Preface: I know I should quit. I know, BELIEVE ME...I fucking know. But what? I'm ruining my 60+ years? Ah shit, don't wanna miss out on those. Fuck that, pass me a lighter.
So apparently something called the "economy" is about as bad as Courtney Love's sobriety. I'm not falling for it, must be some kind of urban myth. I'll be honest, I don't know a damn thing about the economy, but I keep hearing everyone complain about it, so that's good enough for me. I've been attributing everything from my back pains to the weather on the damn economy.
But recently the tax on cigarettes has gone completely buckwild. Its something like 7+ dollars for a pack of Parliament Lights. And when you go through packs faster than a Pamela Anderson wedding (probably faster actually), on a college student budget, IT'S NOT FUN. But cigarettes and alcohol are those two things you can raise the price on cause people will still buy them, they're irreplaceable. Bastards.

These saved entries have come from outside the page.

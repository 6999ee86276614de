//! Workbook reading (calamine) and writing (rust_xlsxwriter)

use calamine::{Data, Reader, open_workbook_auto};
use chrono::{NaiveDate, NaiveDateTime};
use rust_xlsxwriter::{Format, Workbook};
use std::path::{Path, PathBuf};
use tracing::{debug, info};

use super::{CellValue, Dataset, DatasetError};

const READABLE_EXTENSIONS: [&str; 3] = ["xlsx", "xlsm", "xls"];
const DATE_FORMAT: &str = "dd.mm.yyyy";
const DATETIME_FORMAT: &str = "dd.mm.yyyy hh:mm:ss";

fn read_error(path: &Path, reason: impl ToString) -> DatasetError {
    DatasetError::Read {
        path: path.to_path_buf(),
        reason: reason.to_string(),
    }
}

fn write_error(path: &Path, reason: impl ToString) -> DatasetError {
    DatasetError::Write {
        path: path.to_path_buf(),
        reason: reason.to_string(),
    }
}

fn cell_from_data(data: &Data) -> CellValue {
    match data {
        Data::Empty => CellValue::Empty,
        Data::String(text) => CellValue::from(text.as_str()),
        Data::Float(value) => CellValue::Number(*value),
        Data::Int(value) => CellValue::Number(*value as f64),
        Data::Bool(value) => CellValue::Bool(*value),
        Data::DateTime(value) => value
            .as_datetime()
            .map_or(CellValue::Number(value.as_f64()), CellValue::from_datetime),
        Data::DateTimeIso(text) => NaiveDateTime::parse_from_str(text, "%Y-%m-%dT%H:%M:%S")
            .map(CellValue::from_datetime)
            .or_else(|_| NaiveDate::parse_from_str(text, "%Y-%m-%d").map(CellValue::Date))
            .unwrap_or_else(|_| CellValue::from(text.as_str())),
        Data::DurationIso(text) => CellValue::from(text.as_str()),
        Data::Error(e) => {
            debug!("Cell error {:?} read as empty", e);
            CellValue::Empty
        }
    }
}

/// Read the first sheet of a workbook; the first row is the header
pub fn read_workbook(path: &Path) -> Result<Dataset, DatasetError> {
    let supported = path
        .extension()
        .and_then(|ext| ext.to_str())
        .is_some_and(|ext| READABLE_EXTENSIONS.contains(&ext.to_lowercase().as_str()));
    if !supported {
        return Err(DatasetError::UnsupportedFormat {
            path: path.to_path_buf(),
        });
    }

    let mut workbook = open_workbook_auto(path).map_err(|e| read_error(path, e))?;
    let range = workbook
        .worksheet_range_at(0)
        .ok_or_else(|| read_error(path, "workbook has no sheets"))?
        .map_err(|e| read_error(path, e))?;

    let mut rows = range.rows();
    let headers: Vec<String> = rows
        .next()
        .map(|header| header.iter().map(|cell| cell.to_string().trim().to_string()).collect())
        .unwrap_or_default();

    let mut dataset = Dataset::new(headers);
    for row in rows {
        dataset.push_row(row.iter().map(cell_from_data).collect());
    }

    info!(
        "Loaded {} rows, {} columns from {}",
        dataset.len(),
        dataset.headers().len(),
        path.display()
    );
    Ok(dataset)
}

/// Write the dataset as a single-sheet `.xlsx` workbook
pub fn write_workbook(dataset: &Dataset, path: &Path) -> Result<(), DatasetError> {
    let mut workbook = Workbook::new();
    let worksheet = workbook.add_worksheet();
    let header_format = Format::new().set_bold();
    let date_format = Format::new().set_num_format(DATE_FORMAT);
    let datetime_format = Format::new().set_num_format(DATETIME_FORMAT);

    for (col, header) in dataset.headers().iter().enumerate() {
        let col = u16::try_from(col).map_err(|e| write_error(path, e))?;
        worksheet
            .write_string_with_format(0, col, header, &header_format)
            .map_err(|e| write_error(path, e))?;
    }

    for (index, cells) in dataset.rows().iter().enumerate() {
        let row = u32::try_from(index + 1).map_err(|e| write_error(path, e))?;
        for (col, cell) in cells.iter().enumerate() {
            let col = u16::try_from(col).map_err(|e| write_error(path, e))?;
            let written = match cell {
                CellValue::Empty => continue,
                CellValue::Text(text) => worksheet.write_string(row, col, text),
                CellValue::Number(value) => worksheet.write_number(row, col, *value),
                CellValue::Bool(value) => worksheet.write_boolean(row, col, *value),
                CellValue::Date(date) => {
                    worksheet.write_datetime_with_format(row, col, date, &date_format)
                }
                CellValue::DateTime(datetime) => {
                    worksheet.write_datetime_with_format(row, col, datetime, &datetime_format)
                }
            };
            written.map_err(|e| write_error(path, e))?;
        }
    }

    workbook.save(path).map_err(|e| write_error(path, e))?;
    info!("Saved {} rows to {}", dataset.len(), path.display());
    Ok(())
}

/// Explicit output path, else `<stem>_processed.xlsx` next to the input
pub fn derive_output_path(input: &Path, explicit: Option<&Path>) -> PathBuf {
    if let Some(path) = explicit {
        return path.to_path_buf();
    }

    let stem = input
        .file_stem()
        .map(|s| s.to_string_lossy().into_owned())
        .unwrap_or_else(|| "output".to_string());
    input.with_file_name(format!("{stem}_processed.xlsx"))
}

So I've converted to rolling my own cigarettes. I don't care if it's politically incorrect to say, but I feel like a homeless person when I pull out my Bali-Shag pouch of stringy tobacco and papers. It's not as satisfying to say the least, but here are the pitfalls:
-SHIT IS MESSY: I've been pulling loose tobacco out of my pockets and ears for the last three days. The worst is when the pouch opens in your bag and engulfs your belongings with stanky tobacco.
-ITS ANTI-CLIMACTIC: That whole work hard for something and the end result is more satisfying bullshit doesn't fly with me. Every time you want a smoke you have to go through the process. Essentially you have to work hard to smoke, when the reason you may be smoking is that you're stressed about work.
Word on the street is that it looks a little edgier, which obviously is the ONLY reason I smoke anyway, so I guess that's a plus. But Papa Obama I'd really like my bailout to be in the form of cheaper smokes and a 50 foot yacht.